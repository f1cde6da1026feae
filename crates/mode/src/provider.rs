//! Provider traits for cross-component observations.
//!
//! These replace process-wide flags: whoever owns a fact (suppression hook,
//! driver client, device watcher) exposes it through a provider that is
//! injected into validation, so tests control every value deterministically.

use crate::snapshot::{ModeObservation, SystemSnapshot};
use serde::{Deserialize, Serialize};
use std::sync::{Arc, RwLock};

/// Source of optional system observations.
///
/// Every method defaults to "not observed".
pub trait SystemStateProvider: Send + Sync {
    /// Whether raw input is currently suppressed.
    fn suppression_enabled(&self) -> Option<bool> {
        None
    }

    /// Whether the virtual-controller driver is connected.
    fn driver_connected(&self) -> Option<bool> {
        None
    }

    /// Whether a physical input device is connected.
    fn device_connected(&self) -> Option<bool> {
        None
    }

    /// Whether the passthrough loop is running.
    fn passthrough_running(&self) -> Option<bool> {
        None
    }

    /// Modes reported by components other than the handler registry.
    fn observed_modes(&self) -> Vec<ModeObservation> {
        Vec::new()
    }

    /// Overlay every available observation onto `snapshot`.
    fn fill_snapshot(&self, snapshot: &mut SystemSnapshot) {
        if let Some(value) = self.suppression_enabled() {
            snapshot.suppression_enabled = Some(value);
        }
        if let Some(value) = self.driver_connected() {
            snapshot.driver_connected = Some(value);
        }
        if let Some(value) = self.device_connected() {
            snapshot.device_connected = Some(value);
        }
        if let Some(value) = self.passthrough_running() {
            snapshot.passthrough_running = Some(value);
        }
        snapshot.observed_modes.extend(self.observed_modes());
    }
}

/// Shared provider reference.
pub type SystemStateProviderRef = Arc<dyn SystemStateProvider>;

/// Null implementation for testing or minimal deployments.
pub struct NullProvider;

impl SystemStateProvider for NullProvider {}

/// Plain set of observations, settable at runtime.
#[derive(Debug, Clone, Default, PartialEq, Eq, Serialize, Deserialize)]
pub struct Observations {
    pub suppression_enabled: Option<bool>,
    pub driver_connected: Option<bool>,
    pub device_connected: Option<bool>,
    pub passthrough_running: Option<bool>,
}

/// Thread-safe, cloneable observation cell.
///
/// Components that own a fact write it here; validation reads it back.
#[derive(Debug, Clone, Default)]
pub struct SharedObservations {
    inner: Arc<RwLock<Observations>>,
}

impl SharedObservations {
    pub fn new() -> Self {
        Self::default()
    }

    pub fn get(&self) -> Observations {
        self.inner
            .read()
            .expect("observations lock poisoned")
            .clone()
    }

    /// Apply `f` to the observations under the write lock.
    pub fn update(&self, f: impl FnOnce(&mut Observations)) {
        let mut guard = self.inner.write().expect("observations lock poisoned");
        f(&mut guard);
    }

    pub fn set_suppression(&self, enabled: bool) {
        self.update(|o| o.suppression_enabled = Some(enabled));
    }

    pub fn set_driver_connected(&self, connected: bool) {
        self.update(|o| o.driver_connected = Some(connected));
    }

    pub fn set_device_connected(&self, connected: bool) {
        self.update(|o| o.device_connected = Some(connected));
    }

    pub fn set_passthrough_running(&self, running: bool) {
        self.update(|o| o.passthrough_running = Some(running));
    }
}

impl SystemStateProvider for SharedObservations {
    fn suppression_enabled(&self) -> Option<bool> {
        self.get().suppression_enabled
    }

    fn driver_connected(&self) -> Option<bool> {
        self.get().driver_connected
    }

    fn device_connected(&self) -> Option<bool> {
        self.get().device_connected
    }

    fn passthrough_running(&self) -> Option<bool> {
        self.get().passthrough_running
    }
}
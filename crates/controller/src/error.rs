use crate::config::ConfigError;
use switchyard_storage::StoreError;

#[derive(Debug, thiserror::Error)]
pub enum ControllerError {
    #[error("mode controller has been shut down")]
    Disposed,

    #[error(transparent)]
    Config(#[from] ConfigError),

    #[error(transparent)]
    Store(#[from] StoreError),
}

pub type Result<T> = std::result::Result<T, ControllerError>;
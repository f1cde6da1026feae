//! Transition execution for switchyard.
//!
//! - [`ConcurrencyGuard`]: at most one transition in flight, bounded wait
//! - [`TransitionOrchestrator`]: validate → prepare → execute → validate →
//!   finalize, with rollback when execute ran but the transition did not commit
//! - [`ModeHandlerRegistry`]: the seam to whatever applies a mode's side effects
//!
//! # Example
//!
//! ```ignore
//! let permit = guard.acquire(Duration::from_secs(10)).await?;
//! let outcome = orchestrator
//!     .execute_transition(&permit, TransitionRequest::new(from, to).with_caller("tray"))
//!     .await;
//! ```

mod error;
mod guard;
mod orchestrator;
mod registry;

#[cfg(any(test, feature = "testing"))]
pub mod testing;

pub use error::{AcquireError, HandlerError};
pub use guard::{ConcurrencyGuard, TransitionPermit};
pub use orchestrator::{OrchestratorConfig, TransitionOrchestrator, TransitionRequest};
pub use registry::{
    HandlerSet, ModeHandler, ModeHandlerRef, ModeHandlerRegistry, ModeHandlerRegistryRef,
};
//! Line-oriented control commands read from stdin.

use std::str::FromStr;
use switchyard_mode::Mode;

const DEFAULT_HISTORY_LIMIT: usize = 10;

#[derive(Debug, Clone, PartialEq, Eq)]
pub enum Command {
    Switch(Mode),
    Toggle,
    Status,
    Health,
    Validate,
    History(usize),
    /// Simulate the virtual driver appearing or vanishing.
    Driver(bool),
    /// Simulate the physical device being plugged or unplugged.
    Device(bool),
    Help,
    Quit,
}

pub const HELP: &str = "commands: switch <mode> | toggle | status | health | validate | \
history [n] | driver on|off | device on|off | help | quit";

fn parse_switch(arg: Option<&str>) -> Result<bool, String> {
    match arg {
        Some("on") => Ok(true),
        Some("off") => Ok(false),
        other => Err(format!("expected on|off, got {:?}", other.unwrap_or(""))),
    }
}

impl FromStr for Command {
    type Err = String;

    fn from_str(line: &str) -> Result<Self, Self::Err> {
        let mut words = line.split_whitespace();
        let Some(verb) = words.next() else {
            return Err("empty command".to_string());
        };
        let rest: Vec<&str> = words.collect();

        match verb.to_ascii_lowercase().as_str() {
            "switch" => {
                if rest.is_empty() {
                    return Err("switch needs a mode".to_string());
                }
                let name = rest.join(" ");
                name.parse::<Mode>()
                    .ok()
                    .or_else(|| Mode::from_legacy(&name))
                    .map(Command::Switch)
                    .ok_or_else(|| format!("unknown mode: {name}"))
            }
            "toggle" => Ok(Command::Toggle),
            "status" => Ok(Command::Status),
            "health" => Ok(Command::Health),
            "validate" => Ok(Command::Validate),
            "history" => match rest.first() {
                None => Ok(Command::History(DEFAULT_HISTORY_LIMIT)),
                Some(n) => n
                    .parse()
                    .map(Command::History)
                    .map_err(|_| format!("invalid history limit: {n}")),
            },
            "driver" => parse_switch(rest.first().copied()).map(Command::Driver),
            "device" => parse_switch(rest.first().copied()).map(Command::Device),
            "help" | "?" => Ok(Command::Help),
            "quit" | "exit" => Ok(Command::Quit),
            other => Err(format!("unknown command: {other}")),
        }
    }
}
//! Counter of in-flight operations that shutdown can wait on.

use std::sync::atomic::{AtomicUsize, Ordering};
use std::time::Duration;
use tokio::sync::Notify;

#[derive(Debug, Default)]
pub(crate) struct InFlight {
    count: AtomicUsize,
    drained: Notify,
}

/// Decrements the counter when dropped.
pub(crate) struct InFlightGuard<'a>(&'a InFlight);

impl Drop for InFlightGuard<'_> {
    fn drop(&mut self) {
        if self.0.count.fetch_sub(1, Ordering::AcqRel) == 1 {
            self.0.drained.notify_waiters();
        }
    }
}

impl InFlight {
    pub(crate) fn enter(&self) -> InFlightGuard<'_> {
        self.count.fetch_add(1, Ordering::AcqRel);
        InFlightGuard(self)
    }

    pub(crate) fn count(&self) -> usize {
        self.count.load(Ordering::Acquire)
    }

    /// Wait until the counter reaches zero; false if `timeout` elapsed first.
    pub(crate) async fn wait_drained(&self, timeout: Duration) -> bool {
        let drained = async {
            loop {
                let notified = self.drained.notified();
                tokio::pin!(notified);
                // Register before checking so a release in between is not missed.
                notified.as_mut().enable();
                if self.count() == 0 {
                    return;
                }
                notified.await;
            }
        };
        tokio::time::timeout(timeout, drained).await.is_ok()
    }
}
//! Validation policy as data.
//!
//! [`TRANSITION_RULES`] is the `Mode × Mode → predicate` precondition table;
//! [`STATE_RULES`] holds the consistency checks run against any snapshot.

use crate::mode::Mode;
use crate::snapshot::SystemSnapshot;
use crate::validator::{Issue, Severity};

/// Which source modes a rule covers.
#[derive(Debug, Clone, Copy, PartialEq, Eq)]
pub enum ModeMatch {
    Any,
    Exactly(Mode),
}

impl ModeMatch {
    pub fn matches(&self, mode: Mode) -> bool {
        match self {
            ModeMatch::Any => true,
            ModeMatch::Exactly(expected) => *expected == mode,
        }
    }
}

/// A precondition for entering `to`.
pub struct TransitionRule {
    pub name: &'static str,
    pub from: ModeMatch,
    pub to: Mode,
    pub severity: Severity,
    pub component: &'static str,
    pub message: &'static str,
    /// `Some(true)` holds, `Some(false)` violated, `None` not observable (skipped).
    pub holds: fn(&SystemSnapshot) -> Option<bool>,
}

impl TransitionRule {
    pub fn applies_to(&self, from: Mode, to: Mode) -> bool {
        self.from.matches(from) && self.to == to
    }

    /// The issue raised when the rule is observably violated.
    pub fn evaluate(&self, snapshot: &SystemSnapshot) -> Option<Issue> {
        match (self.holds)(snapshot) {
            Some(false) => Some(Issue {
                severity: self.severity,
                component: self.component.to_string(),
                message: self.message.to_string(),
            }),
            _ => None,
        }
    }
}

pub static TRANSITION_RULES: &[TransitionRule] = &[
    TransitionRule {
        name: "passthrough-needs-device",
        from: ModeMatch::Any,
        to: Mode::HardwarePassthrough,
        severity: Severity::Warning,
        component: "device",
        message: "hardware passthrough requires a connected physical input device",
        holds: |s| s.device_connected,
    },
    TransitionRule {
        name: "converted-output-needs-driver",
        from: ModeMatch::Any,
        to: Mode::ConvertedOutput,
        severity: Severity::Error,
        component: "driver",
        message: "converted output requires the virtual-controller driver to be connected",
        holds: |s| s.driver_connected,
    },
];

/// A consistency check over a whole snapshot.
pub struct StateRule {
    pub name: &'static str,
    pub check: fn(&SystemSnapshot) -> Option<Issue>,
}

pub static STATE_RULES: &[StateRule] = &[
    StateRule {
        name: "suppression-matches-mode",
        check: suppression_matches_mode,
    },
    StateRule {
        name: "passthrough-loop-only-in-passthrough",
        check: passthrough_loop_only_in_passthrough,
    },
    StateRule {
        name: "observers-agree",
        check: observers_agree,
    },
];

fn on_off(value: bool) -> &'static str {
    if value {
        "on"
    } else {
        "off"
    }
}

// Mismatch is expected briefly while hooks are swapped, hence Warning.
fn suppression_matches_mode(snapshot: &SystemSnapshot) -> Option<Issue> {
    let mode = snapshot.effective_mode()?;
    let enabled = snapshot.suppression_enabled?;
    if enabled == mode.expects_suppression() {
        return None;
    }
    Some(Issue::warning(
        "suppression",
        format!(
            "suppression is {} but {mode} expects it {}",
            on_off(enabled),
            on_off(mode.expects_suppression())
        ),
    ))
}

fn passthrough_loop_only_in_passthrough(snapshot: &SystemSnapshot) -> Option<Issue> {
    let mode = snapshot.effective_mode()?;
    if snapshot.passthrough_running == Some(true) && !mode.allows_passthrough_loop() {
        return Some(Issue::warning(
            "passthrough",
            format!("passthrough loop still running in {mode} (resource leak)"),
        ));
    }
    None
}

fn observers_agree(snapshot: &SystemSnapshot) -> Option<Issue> {
    if !snapshot.has_mode_disagreement() {
        return None;
    }
    let reports = snapshot
        .mode_reports()
        .into_iter()
        .map(|(component, mode)| format!("{component}={mode}"))
        .collect::<Vec<_>>()
        .join(", ");
    Some(Issue::error(
        "mode",
        format!("components disagree on the current mode ({reports})"),
    ))
}

#[cfg(test)]
mod tests {
    use super::*;

    #[test]
    fn test_rule_names_are_unique() {
        let mut names: Vec<_> = TRANSITION_RULES
            .iter()
            .map(|r| r.name)
            .chain(STATE_RULES.iter().map(|r| r.name))
            .collect();
        let total = names.len();
        names.sort_unstable();
        names.dedup();
        assert_eq!(names.len(), total);
    }

    #[test]
    fn test_mode_match() {
        assert!(ModeMatch::Any.matches(Mode::Native));
        assert!(ModeMatch::Exactly(Mode::Native).matches(Mode::Native));
        assert!(!ModeMatch::Exactly(Mode::Native).matches(Mode::ConvertedOutput));
    }

    #[test]
    fn test_rule_skipped_without_observation() {
        let rule = &TRANSITION_RULES[1];
        assert!(rule.evaluate(&SystemSnapshot::default()).is_none());
        assert!(rule
            .evaluate(&SystemSnapshot::new().with_driver_connected(true))
            .is_none());
        let issue = rule
            .evaluate(&SystemSnapshot::new().with_driver_connected(false))
            .unwrap();
        assert_eq!(issue.severity, Severity::Error);
    }

    #[test]
    fn test_rules_only_apply_to_their_target() {
        let leaving_passthrough: Vec<_> = TRANSITION_RULES
            .iter()
            .filter(|r| r.applies_to(Mode::HardwarePassthrough, Mode::Native))
            .collect();
        assert!(leaving_passthrough.is_empty());
    }
}
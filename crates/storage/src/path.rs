//! Root-confined path resolution for the state file.

use crate::{Result, StoreError};
use std::fs;
use std::path::{Component, Path, PathBuf};

/// Resolve `relative` under `root`, creating missing directories on the way.
///
/// Rejects absolute paths, `..` components and symlinks (directories or the
/// file itself) that lead outside the canonical root.
pub fn resolve_within_root(root: &Path, relative: &Path) -> Result<PathBuf> {
    let outside = || StoreError::OutsideRoot {
        root: root.to_path_buf(),
        path: relative.to_path_buf(),
    };
    let io = |path: &Path| {
        let path = path.to_path_buf();
        move |source| StoreError::Io { path, source }
    };

    let mut parts = Vec::new();
    for component in relative.components() {
        match component {
            Component::Normal(part) => parts.push(part),
            Component::CurDir => {}
            Component::ParentDir | Component::RootDir | Component::Prefix(_) => {
                return Err(outside())
            }
        }
    }
    let Some((file_name, dirs)) = parts.split_last() else {
        return Err(StoreError::InvalidPath(relative.to_path_buf()));
    };

    fs::create_dir_all(root).map_err(io(root))?;
    let canonical_root = root.canonicalize().map_err(io(root))?;

    let mut current = canonical_root.clone();
    for dir in dirs {
        current.push(dir);
        if !current.exists() {
            fs::create_dir(&current).map_err(io(&current))?;
        }
        current = current.canonicalize().map_err(io(&current))?;
        if !current.starts_with(&canonical_root) {
            return Err(outside());
        }
    }

    let resolved = current.join(file_name);
    if let Ok(meta) = fs::symlink_metadata(&resolved) {
        if meta.file_type().is_symlink() {
            let target = resolved.canonicalize().map_err(io(&resolved))?;
            if !target.starts_with(&canonical_root) {
                return Err(outside());
            }
        }
    }

    Ok(resolved)
}
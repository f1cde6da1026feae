//! Controller configuration.

use serde::{Deserialize, Serialize};
use std::path::{Path, PathBuf};
use std::time::Duration;
use switchyard_diagnostics::HealthPolicy;
use switchyard_transition::OrchestratorConfig;

#[derive(Debug, thiserror::Error)]
pub enum ConfigError {
    #[error("failed to read config {path:?}: {source}")]
    Read {
        path: PathBuf,
        #[source]
        source: std::io::Error,
    },
    #[error("failed to parse config {path:?}: {source}")]
    Parse {
        path: PathBuf,
        #[source]
        source: serde_json::Error,
    },
    #[error("invalid config value for {field}: {reason}")]
    Invalid { field: &'static str, reason: String },
}

/// Longest accepted failure window (one year).
pub const MAX_FAILURE_WINDOW_SECS: u64 = 365 * 24 * 60 * 60;

/// Tunables for [`ModeController`](crate::ModeController).
///
/// Every field has a default, so a partial JSON file is valid.
#[derive(Debug, Clone, PartialEq, Eq, Serialize, Deserialize)]
#[serde(default)]
pub struct ControllerConfig {
    /// Mode file, relative to the application root.
    pub state_file: PathBuf,
    /// How long a switch waits for an in-flight transition.
    pub switch_wait_ms: u64,
    pub transition_timeout_ms: u64,
    pub settle_delay_ms: u64,
    pub rollback_timeout_ms: u64,
    pub health_interval_ms: u64,
    pub failure_window_secs: u64,
    /// More failures than this inside the window is unhealthy.
    pub failure_threshold: usize,
    pub history_capacity: usize,
    /// Bound on waiting for in-flight switches during shutdown.
    pub shutdown_drain_ms: u64,
}

impl Default for ControllerConfig {
    fn default() -> Self {
        Self {
            state_file: PathBuf::from("mode.txt"),
            switch_wait_ms: 10_000,
            transition_timeout_ms: 15_000,
            settle_delay_ms: 100,
            rollback_timeout_ms: 5_000,
            health_interval_ms: 5_000,
            failure_window_secs: 300,
            failure_threshold: 3,
            history_capacity: 100,
            shutdown_drain_ms: 5_000,
        }
    }
}

impl ControllerConfig {
    /// Read a JSON config file. A missing file yields the defaults.
    pub fn load(path: &Path) -> Result<Self, ConfigError> {
        let raw = match std::fs::read_to_string(path) {
            Ok(raw) => raw,
            Err(e) if e.kind() == std::io::ErrorKind::NotFound => {
                tracing::debug!(path = ?path, "No config file; using defaults");
                return Ok(Self::default());
            }
            Err(source) => {
                return Err(ConfigError::Read {
                    path: path.to_path_buf(),
                    source,
                })
            }
        };

        let config: Self = serde_json::from_str(&raw).map_err(|source| ConfigError::Parse {
            path: path.to_path_buf(),
            source,
        })?;
        config.validate()?;
        Ok(config)
    }

    /// Reject values the runtime cannot honour.
    pub fn validate(&self) -> Result<(), ConfigError> {
        let invalid = |field, reason: &str| {
            Err(ConfigError::Invalid {
                field,
                reason: reason.to_string(),
            })
        };

        if self.health_interval_ms == 0 {
            return invalid("health_interval_ms", "must be at least 1");
        }
        if self.transition_timeout_ms == 0 {
            return invalid("transition_timeout_ms", "must be at least 1");
        }
        if self.history_capacity == 0 {
            return invalid("history_capacity", "must be at least 1");
        }
        if self.failure_window_secs == 0 || self.failure_window_secs > MAX_FAILURE_WINDOW_SECS {
            return invalid(
                "failure_window_secs",
                &format!("must be between 1 and {MAX_FAILURE_WINDOW_SECS}"),
            );
        }
        Ok(())
    }

    /// Platform data directory for switchyard, e.g. `~/.local/share/switchyard`.
    pub fn default_root() -> PathBuf {
        dirs::data_dir()
            .unwrap_or_else(|| PathBuf::from("."))
            .join("switchyard")
    }

    pub fn switch_wait(&self) -> Duration {
        Duration::from_millis(self.switch_wait_ms)
    }

    pub fn health_interval(&self) -> Duration {
        Duration::from_millis(self.health_interval_ms)
    }

    pub fn shutdown_drain(&self) -> Duration {
        Duration::from_millis(self.shutdown_drain_ms)
    }

    pub fn orchestrator(&self) -> OrchestratorConfig {
        OrchestratorConfig {
            default_timeout: Duration::from_millis(self.transition_timeout_ms),
            settle_delay: Duration::from_millis(self.settle_delay_ms),
            rollback_timeout: Duration::from_millis(self.rollback_timeout_ms),
        }
    }

    /// Health thresholds. An out-of-range window falls back to the default.
    pub fn health_policy(&self) -> HealthPolicy {
        let defaults = HealthPolicy::default();
        let window = i64::try_from(self.failure_window_secs.min(MAX_FAILURE_WINDOW_SECS))
            .ok()
            .and_then(chrono::TimeDelta::try_seconds)
            .filter(|window| *window > chrono::TimeDelta::zero())
            .unwrap_or(defaults.failure_window);
        HealthPolicy {
            failure_window: window,
            failure_threshold: self.failure_threshold,
            ..defaults
        }
    }
}

#[cfg(test)]
mod tests {
    use super::*;

    #[test]
    fn test_defaults() {
        let config = ControllerConfig::default();
        assert_eq!(config.switch_wait(), Duration::from_secs(10));
        assert_eq!(config.orchestrator(), OrchestratorConfig::default());
        assert_eq!(config.health_policy(), HealthPolicy::default());
    }

    #[test]
    fn test_partial_json_keeps_other_defaults() {
        let config: ControllerConfig =
            serde_json::from_str(r#"{"switch_wait_ms": 250, "state_file": "state/mode.txt"}"#)
                .unwrap();
        assert_eq!(config.switch_wait_ms, 250);
        assert_eq!(config.state_file, PathBuf::from("state/mode.txt"));
        assert_eq!(config.history_capacity, 100);
    }

    #[test]
    fn test_missing_file_yields_defaults() {
        let dir = tempfile::tempdir().unwrap();
        let config = ControllerConfig::load(&dir.path().join("absent.json")).unwrap();
        assert_eq!(config, ControllerConfig::default());
    }

    #[test]
    fn test_zero_health_interval_rejected() {
        let dir = tempfile::tempdir().unwrap();
        let path = dir.path().join("config.json");
        std::fs::write(&path, r#"{"health_interval_ms": 0}"#).unwrap();

        assert!(matches!(
            ControllerConfig::load(&path),
            Err(ConfigError::Invalid {
                field: "health_interval_ms",
                ..
            })
        ));
    }

    #[test]
    fn test_huge_failure_window_rejected_and_never_panics() {
        let config = ControllerConfig {
            failure_window_secs: u64::MAX,
            ..ControllerConfig::default()
        };

        assert!(matches!(
            config.validate(),
            Err(ConfigError::Invalid {
                field: "failure_window_secs",
                ..
            })
        ));
        assert_eq!(
            config.health_policy().failure_window,
            chrono::TimeDelta::seconds(MAX_FAILURE_WINDOW_SECS as i64)
        );
    }

    #[test]
    fn test_defaults_are_valid() {
        assert!(ControllerConfig::default().validate().is_ok());
    }

    #[test]
    fn test_malformed_file_is_parse_error() {
        let dir = tempfile::tempdir().unwrap();
        let path = dir.path().join("config.json");
        std::fs::write(&path, "{ not json").unwrap();

        assert!(matches!(
            ControllerConfig::load(&path),
            Err(ConfigError::Parse { .. })
        ));
    }
}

####

**YOUR OBJECTIVE**
Lines of the material may hold the string "precondition". Copy each one that does.

**SOLUTION FOR THIS PROBLEM**
//! [`TRANSITION_RULES`] is the `Mode × Mode → predicate` precondition table;
/// A precondition for entering `to`.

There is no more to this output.